Filter out every line below that lacks "ApiClient", and copy the rest.

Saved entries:
**********

use serde_json::json;

use fleet_core::dates::parse_user_date;
use fleet_core::entities::{MaintenanceLog, MaintenanceLogDraft};
use fleet_core::enums::{CrudOp, FormKind};
use fleet_store::EntityStore;

use crate::cli::GlobalFlags;
use crate::cli::subcommands::MaintenanceLogCommands;
use crate::commands::shared::{access, confirm, paging};
use crate::context::AppContext;
use crate::output::output;

/// Handle `flt maintenance-log`.
pub async fn handle(
    action: MaintenanceLogCommands,
    ctx: &AppContext,
    flags: &GlobalFlags,
) -> anyhow::Result<()> {
    access::require_access(ctx, FormKind::MaintenanceLog).await?;
    let mut store = EntityStore::<MaintenanceLog>::new();

    match action {
        MaintenanceLogCommands::Create {
            make,
            model,
            year,
            veh_id_number,
            engine,
            date_of_service,
            mileage_of_service,
            performed_by_name,
            work_performed,
            cost,
            invoice,
            notes,
        } => {
            let draft = MaintenanceLogDraft {
                make,
                model,
                year,
                veh_id_number,
                engine,
                date_of_service: parse_user_date(&date_of_service)?,
                mileage_of_service,
                performed_by_name,
                work_performed_by_service_schedule: work_performed,
                cost,
                invoice,
                notes,
            };
            draft.validate()?;

            store.begin(CrudOp::Create);
            let record = match ctx.api.create_maintenance_log(&draft).await {
                Ok(record) => record,
                Err(error) => {
                    store.fail(CrudOp::Create, error.to_string());
                    return Err(error.into());
                }
            };
            store.complete_create(record.clone());
            output(&record, flags.format)
        }
        MaintenanceLogCommands::Get { id } => {
            store.begin(CrudOp::Get);
            let record = match ctx.api.get_maintenance_log(&id).await {
                Ok(record) => record,
                Err(error) => {
                    store.fail(CrudOp::Get, error.to_string());
                    return Err(error.into());
                }
            };
            store.complete_get(record.clone());
            output(&record, flags.format)
        }
        MaintenanceLogCommands::List { page } => {
            store.begin(CrudOp::List);
            let records = match ctx.api.list_maintenance_logs().await {
                Ok(records) => records,
                Err(error) => {
                    store.fail(CrudOp::List, error.to_string());
                    return Err(error.into());
                }
            };
            store.complete_list(records);

            let limit = paging::effective_limit(flags.limit, ctx.config.general.page_size);
            output(&paging::paginate(&store.all, page, limit), flags.format)
        }
        MaintenanceLogCommands::Update {
            id,
            make,
            model,
            year,
            veh_id_number,
            engine,
            date_of_service,
            mileage_of_service,
            performed_by_name,
            work_performed,
            cost,
            invoice,
            notes,
        } => {
            let mut draft = ctx.api.get_maintenance_log(&id).await?.draft;
            if let Some(value) = make {
                draft.make = value;
            }
            if let Some(value) = model {
                draft.model = value;
            }
            if let Some(value) = year {
                draft.year = value;
            }
            if let Some(value) = veh_id_number {
                draft.veh_id_number = value;
            }
            if let Some(value) = engine {
                draft.engine = value;
            }
            if let Some(value) = date_of_service {
                draft.date_of_service = parse_user_date(&value)?;
            }
            if let Some(value) = mileage_of_service {
                draft.mileage_of_service = value;
            }
            if let Some(value) = performed_by_name {
                draft.performed_by_name = value;
            }
            if let Some(value) = work_performed {
                draft.work_performed_by_service_schedule = value;
            }
            if let Some(value) = cost {
                draft.cost = value;
            }
            if let Some(value) = invoice {
                draft.invoice = value;
            }
            if let Some(value) = notes {
                draft.notes = value;
            }
            draft.validate()?;

            store.begin(CrudOp::Update);
            let record = match ctx.api.update_maintenance_log(&id, &draft).await {
                Ok(record) => record,
                Err(error) => {
                    store.fail(CrudOp::Update, error.to_string());
                    return Err(error.into());
                }
            };
            store.complete_update(record.clone());
            output(&record, flags.format)
        }
        MaintenanceLogCommands::Delete { id } => {
            confirm::confirm_delete(&id, flags.yes || ctx.config.general.assume_yes)?;

            store.begin(CrudOp::Delete);
            let deleted = match ctx.api.delete_maintenance_log(&id).await {
                Ok(deleted) => deleted,
                Err(error) => {
                    store.fail(CrudOp::Delete, error.to_string());
                    return Err(error.into());
                }
            };
            store.complete_delete(&deleted);
            output(&json!({ "deleted": deleted }), flags.format)
        }
    }
}
//! Vehicle maintenance log endpoints.

use fleet_core::entities::{MaintenanceLog, MaintenanceLogDraft};

use crate::{ApiClient, error::ApiError};

impl ApiClient {
    /// Submit a new maintenance log entry.
    ///
    /// # Errors
    ///
    /// Returns [`ApiError`] if the request fails or the backend rejects the
    /// payload.
    pub async fn create_maintenance_log(
        &self,
        draft: &MaintenanceLogDraft,
    ) -> Result<MaintenanceLog, ApiError> {
        self.post_data(
            "/vehicle-maintenance-log/create_vehicle_maintenance_log_form",
            draft,
        )
        .await
    }

    /// Fetch a single maintenance log entry by id.
    ///
    /// # Errors
    ///
    /// Returns [`ApiError`] if the request fails or no record matches `id`.
    pub async fn get_maintenance_log(&self, id: &str) -> Result<MaintenanceLog, ApiError> {
        self.get_data(&format!(
            "/vehicle-maintenance-log/get_vehicle_maintenance_log_form/{}",
            urlencoding::encode(id)
        ))
        .await
    }

    /// Fetch every maintenance log entry.
    ///
    /// # Errors
    ///
    /// Returns [`ApiError`] if the request fails.
    pub async fn list_maintenance_logs(&self) -> Result<Vec<MaintenanceLog>, ApiError> {
        self.get_data("/vehicle-maintenance-log/get_vehicle_maintenance_log_form")
            .await
    }

    /// Replace the maintenance log entry at `id` with `draft`.
    ///
    /// # Errors
    ///
    /// Returns [`ApiError`] if the request fails or the backend rejects the
    /// payload.
    pub async fn update_maintenance_log(
        &self,
        id: &str,
        draft: &MaintenanceLogDraft,
    ) -> Result<MaintenanceLog, ApiError> {
        self.put_data(
            &format!(
                "/vehicle-maintenance-log/update_vehicle_maintenance_log_form/{}",
                urlencoding::encode(id)
            ),
            draft,
        )
        .await
    }

    /// Delete the maintenance log entry at `id`. Resolves to the deleted id
    /// so state containers can drop the matching record.
    ///
    /// # Errors
    ///
    /// Returns [`ApiError`] if the request fails.
    pub async fn delete_maintenance_log(&self, id: &str) -> Result<String, ApiError> {
        self.delete_record(&format!(
            "/vehicle-maintenance-log/delete_vehicle_maintenance_log_form/{}",
            urlencoding::encode(id)
        ))
        .await?;
        Ok(id.to_string())
    }
}

#[cfg(test)]
mod tests {
    use super::*;
    use crate::Envelope;
    use fleet_core::Keyed;

    const LIST_FIXTURE: &str = r#"{
        "success": true,
        "data": [
            {
                "_id": "66f1a2b3c4d5e6f7a8b9c0d1",
                "createdAt": "2025-03-04T21:15:00Z",
                "make": "Toyota",
                "model": "Hilux",
                "year": 2021,
                "veh_id_number": "GX-4521",
                "engine": "2.8L diesel",
                "date_of_service": "2025-03-01",
                "milage_of_service": 84250,
                "performed_by_name": "Kwame Mensah",
                "work_performed_by_service_schedule": "Oil and filter change",
                "cost": 350.5,
                "invoice": "INV-0042",
                "notes": "Next service at 90,000 km"
            }
        ],
        "message": "Forms fetched"
    }"#;

    #[test]
    fn parse_list_response() {
        let envelope: Envelope<Vec<MaintenanceLog>> =
            serde_json::from_str(LIST_FIXTURE).unwrap();
        let logs = envelope.into_data().unwrap();
        assert_eq!(logs.len(), 1);
        assert_eq!(logs[0].record_id(), "66f1a2b3c4d5e6f7a8b9c0d1");
        assert_eq!(logs[0].draft.veh_id_number, "GX-4521");
        assert_eq!(logs[0].draft.mileage_of_service, 84_250);
    }
}
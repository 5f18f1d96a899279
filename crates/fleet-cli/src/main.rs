use clap::Parser;

mod cli;
mod commands;
mod context;
mod output;
mod ui;

#[tokio::main]
async fn main() {
    if let Err(error) = run().await {
        eprintln!("flt error: {error:#}");
        std::process::exit(1);
    }
}

async fn run() -> anyhow::Result<()> {
    let cli = cli::Cli::parse();
    init_tracing(cli.quiet, cli.verbose)?;

    let flags = cli.global_flags();
    ui::init(&flags);

    // Schema and template need neither config nor network.
    match &cli.command {
        cli::Commands::Schema(args) => return commands::schema::handle(args, &flags),
        cli::Commands::Template(args) => return commands::template::handle(args, &flags),
        _ => {}
    }

    let config = fleet_config::FleetConfig::load_with_dotenv()?;
    let ctx = context::AppContext::init(config)?;

    commands::dispatch::dispatch(cli.command, &ctx, &flags).await
}

fn init_tracing(quiet: bool, verbose: bool) -> anyhow::Result<()> {
    let level = if quiet {
        "error"
    } else if verbose {
        "debug"
    } else {
        "warn"
    };

    let filter = tracing_subscriber::EnvFilter::try_from_env("FLEETOPS_LOG")
        .unwrap_or_else(|_| tracing_subscriber::EnvFilter::new(level));

    tracing_subscriber::fmt()
        .with_env_filter(filter)
        .try_init()
        .map_err(|error| anyhow::anyhow!("failed to initialize tracing subscriber: {error}"))?;

    Ok(())
}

**********

◆ Result ◆
use crate::{ApiClient, error::ApiError};
impl ApiClient {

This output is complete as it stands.